The right swatch is the same pigment-gum mix with dichromate added, exposed and developed; in other words it has gone through the normal gum printing process. To show how invulnerable to dissolution the hardened gum is, this swatch has not only had water dropped on it without effect, it has of course been soaked in water during the gum development process. It has also been soaked in boiling water, in household ammonia, and in 7% acetic acid without effect, and has had boiling water poured on it with force, again with no effect. The one thing that fazed it at all was household bleach; the visible spot on the swatch was made by dropping full strength household bleach on the hardened gum; you can see from the spot where bleach was dropped on it that bleach does dissolve hardened gum, (although not as fast as plain water dissolves unhardened gum; as you can see it didn't dissolve all the way through to white paper before I blotted it) but not much else does.
[The mottled appearance of the jpeg on the right must be an artifact of the scan, as it's not in the swatch itself. It seems to be a function of the slight texture on the scrap of museum board I used to print the swatch on; the scanner picked up this texture and accentuated it in the jpeg]
That's really all there is to the process, in brief: unhardened gum is very soluble; hardened gum is very insoluble. Once exposed, the print is placed in water to separate the soluble gum from the insoluble gum, and voila: a completed gum print. This may seem almost a foolishly simple way to explain the process, but I think it helps sometimes just to peel away all the jargon and esoterica and see the process in its bare bones. The bones are really quite elegant if you think about it.
When gum is mixed with dichromate and exposed to ultraviolet radiation, the ultraviolet radiation triggers an electron transfer between the gum and the chromium. The electron transfer opens the way for elements of one gum molecule to bond with elements of another gum molecule in a process called crosslinking. The result is a matrix of crosslinked gum; the crosslinking renders the gum insoluble.

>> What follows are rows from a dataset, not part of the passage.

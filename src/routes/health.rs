use axum::{extract::State, http::StatusCode, response::IntoResponse};
use serde::Serialize;

use crate::AppState;
use crate::utils::{error_codes, error_to_api_response, success_to_api_response};

#[derive(Debug, Serialize)]
pub struct HealthResponse {
    pub status: &'static str,
    pub timestamp: i64,
}

pub async fn health_check(State(state): State<AppState>) -> impl IntoResponse {
    match state.store.health().await {
        Ok(()) => (
            StatusCode::OK,
            success_to_api_response(HealthResponse {
                status: "healthy",
                timestamp: chrono::Utc::now().timestamp(),
            }),
        ),
        Err(e) => {
            tracing::error!(error = %e, "Database health check failed");
            (
                StatusCode::SERVICE_UNAVAILABLE,
                error_to_api_response(
                    error_codes::SERVICE_UNAVAILABLE,
                    "Database connection failed".to_string(),
                ),
            )
        }
    }
}
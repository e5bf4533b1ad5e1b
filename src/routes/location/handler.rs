use axum::{
    Extension,
    extract::{Json, State, rejection::JsonRejection},
    http::StatusCode,
    response::IntoResponse,
};

use crate::AppState;
use crate::database::models::location::{CountryCode, LocationStatus};
use crate::error::AppError;
use crate::fanout::Propagation;
use crate::infrastructure::Identity;
use crate::utils::success_to_api_response;

use super::model::{LatestLocationResponse, UpdateLocationRequest, UpdateLocationResponse};

#[axum::debug_handler]
pub async fn update_location(
    State(state): State<AppState>,
    Extension(identity): Extension<Identity>,
    payload: Result<Json<UpdateLocationRequest>, JsonRejection>,
) -> Result<impl IntoResponse, AppError> {
    let Json(req) = payload?;
    let country_code =
        CountryCode::parse(&req.country_code).map_err(|e| AppError::BadRequest(e.to_string()))?;
    let status = req
        .status
        .parse::<LocationStatus>()
        .map_err(|e| AppError::BadRequest(e.to_string()))?;

    let report = state
        .fanout
        .report_location(&identity, country_code, status)
        .await
        .map_err(|e| {
            tracing::error!(user_id = %identity.id, error = %e, "Failed to update location");
            AppError::InternalServerError("Failed to update location".into())
        })?;

    if report.propagation != Propagation::Complete {
        for failure in &report.failures {
            tracing::warn!(user_id = %identity.id, %failure, "Fan-out branch failed");
        }
    }

    Ok((
        StatusCode::CREATED,
        success_to_api_response(UpdateLocationResponse {
            message: report.propagation.message().to_string(),
            location: report.location,
        }),
    ))
}

#[axum::debug_handler]
pub async fn latest_location(
    State(state): State<AppState>,
    Extension(identity): Extension<Identity>,
) -> Result<impl IntoResponse, AppError> {
    let location = state
        .store
        .latest_location(identity.id)
        .await
        .map_err(|e| {
            tracing::error!(user_id = %identity.id, error = %e, "Failed to load latest location");
            AppError::InternalServerError("Failed to load location".into())
        })?
        .ok_or_else(|| AppError::NotFound("No location reported yet".into()))?;

    Ok((
        StatusCode::OK,
        success_to_api_response(LatestLocationResponse { location }),
    ))
}
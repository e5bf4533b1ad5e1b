mod handler;
mod model;

pub use handler::{create_group, get_group_members, join_group, list_groups};
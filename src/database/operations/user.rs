// 用户存储库
// 包含用户相关的数据库操作

use crate::database::models::user::UserEntity;
use sqlx::{Error as SqlxError, PgPool};
use std::sync::Arc;
use uuid::Uuid;

/// 用户存储库，处理所有与用户相关的数据库操作
pub struct UserOperation {
    db: Arc<PgPool>,
}

impl UserOperation {
    /// 创建新的用户存储库实例
    pub fn new(db: Arc<PgPool>) -> Self {
        Self { db }
    }

    /// 写入认证用户，已存在时刷新邮箱和名称，不会覆盖推送令牌
    pub async fn upsert(
        &self,
        user_id: Uuid,
        email: &str,
        name: &str,
    ) -> Result<UserEntity, SqlxError> {
        sqlx::query_as::<_, UserEntity>(
            r#"
            INSERT INTO users (id, email, name)
            VALUES ($1, $2, $3)
            ON CONFLICT (id) DO UPDATE
                SET email = EXCLUDED.email, name = EXCLUDED.name
            RETURNING id, email, name, push_token, created_at
            "#,
        )
        .bind(user_id)
        .bind(email)
        .bind(name)
        .fetch_one(&*self.db)
        .await
    }

    /// 根据ID查找用户
    pub async fn find_by_id(&self, user_id: Uuid) -> Result<Option<UserEntity>, SqlxError> {
        sqlx::query_as::<_, UserEntity>(
            r#"
            SELECT id, email, name, push_token, created_at
            FROM users
            WHERE id = $1
            "#,
        )
        .bind(user_id)
        .fetch_optional(&*self.db)
        .await
    }

    /// 设置或清除推送令牌，返回用户是否存在
    pub async fn update_push_token(
        &self,
        user_id: Uuid,
        push_token: Option<&str>,
    ) -> Result<bool, SqlxError> {
        let result = sqlx::query(
            r#"
            UPDATE users
            SET push_token = $1
            WHERE id = $2
            "#,
        )
        .bind(push_token)
        .bind(user_id)
        .execute(&*self.db)
        .await?;

        Ok(result.rows_affected() > 0)
    }
}
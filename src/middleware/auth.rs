use axum::{
    extract::{Request, State},
    middleware::Next,
    response::Response,
};
use axum_extra::headers::{Authorization, HeaderMapExt, authorization::Bearer};

use crate::AppState;
use crate::error::AppError;

/// 校验 Bearer token，写入用户记录，把 `Identity` 放进请求扩展
pub async fn auth_middleware(
    State(state): State<AppState>,
    mut req: Request,
    next: Next,
) -> Result<Response, AppError> {
    let bearer = req
        .headers()
        .typed_get::<Authorization<Bearer>>()
        .ok_or_else(|| AppError::Unauthorized("Authorization header required".into()))?;

    let identity = state.verifier.verify(bearer.token()).await.map_err(|e| {
        tracing::debug!(error = %e, "Token verification failed");
        AppError::Unauthorized("Invalid token".into())
    })?;

    // 成员关系和通知都引用 users 表，先保证用户存在
    state
        .store
        .upsert_user(identity.id, &identity.email, &identity.name)
        .await
        .map_err(|e| {
            tracing::error!(user_id = %identity.id, error = %e, "Failed to upsert user");
            AppError::InternalServerError("Failed to load user".into())
        })?;

    req.extensions_mut().insert(identity);
    Ok(next.run(req).await)
}
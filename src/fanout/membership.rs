// 成员关系解析
// 每次扇出都重新查询，不做缓存

use std::sync::Arc;
use std::time::Duration;

use uuid::Uuid;

use crate::database::Store;
use crate::database::models::group::GroupEntity;
use crate::database::models::user::UserEntity;
use crate::error::StoreError;

pub struct MembershipResolver<'a> {
    store: &'a dyn Store,
}

impl<'a> MembershipResolver<'a> {
    pub fn new(store: &'a dyn Store) -> Self {
        Self { store }
    }

    /// 用户所在的群组，按创建时间倒序
    pub async fn groups_for(&self, user_id: Uuid) -> Result<Vec<GroupEntity>, StoreError> {
        self.store.list_user_groups(user_id).await
    }

    /// 群组当前的成员
    pub async fn roster(&self, group_id: Uuid) -> Result<Vec<UserEntity>, StoreError> {
        self.store.get_group_members(group_id).await
    }

    pub async fn is_member(&self, group_id: Uuid, user_id: Uuid) -> Result<bool, StoreError> {
        self.store.is_group_member(group_id, user_id).await
    }
}

/// 建群后写创建者成员关系失败时不会让请求失败，这里定期补回
pub async fn reconcile_creator_memberships(store: Arc<dyn Store>, interval: Duration) {
    let mut ticker = tokio::time::interval(interval);
    loop {
        ticker.tick().await;
        match store.restore_creator_memberships().await {
            Ok(0) => tracing::debug!("No missing creator memberships"),
            Ok(restored) => tracing::warn!(restored, "Restored missing creator memberships"),
            Err(err) => tracing::error!(error = %err, "Failed to restore creator memberships"),
        }
    }
}
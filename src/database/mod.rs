// 数据库模块
// 包含数据库实体定义、存储库操作以及对外的持久化网关

#[cfg(test)]
pub mod memory;
pub mod models; // 数据库实体定义
pub mod operations; // 数据库操作实现
pub mod store; // 持久化网关

// 重新导出常用类型，方便其他模块使用
pub use store::{PgStore, Store};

One physical chemist explained it to me this way: "it's like making a net out of ropes." Now that I know more about what gum molecules are like, I'm not sure the analogy fits entirely, since gum molecules seem to be more like a series of spheres than like ropes, but never mind about that; for now I think the analogy is useful to help you visualize how the creation of a matrix makes the gum insoluble.
That's the simple explanation; see the page on chemistry of the process for a more technical account.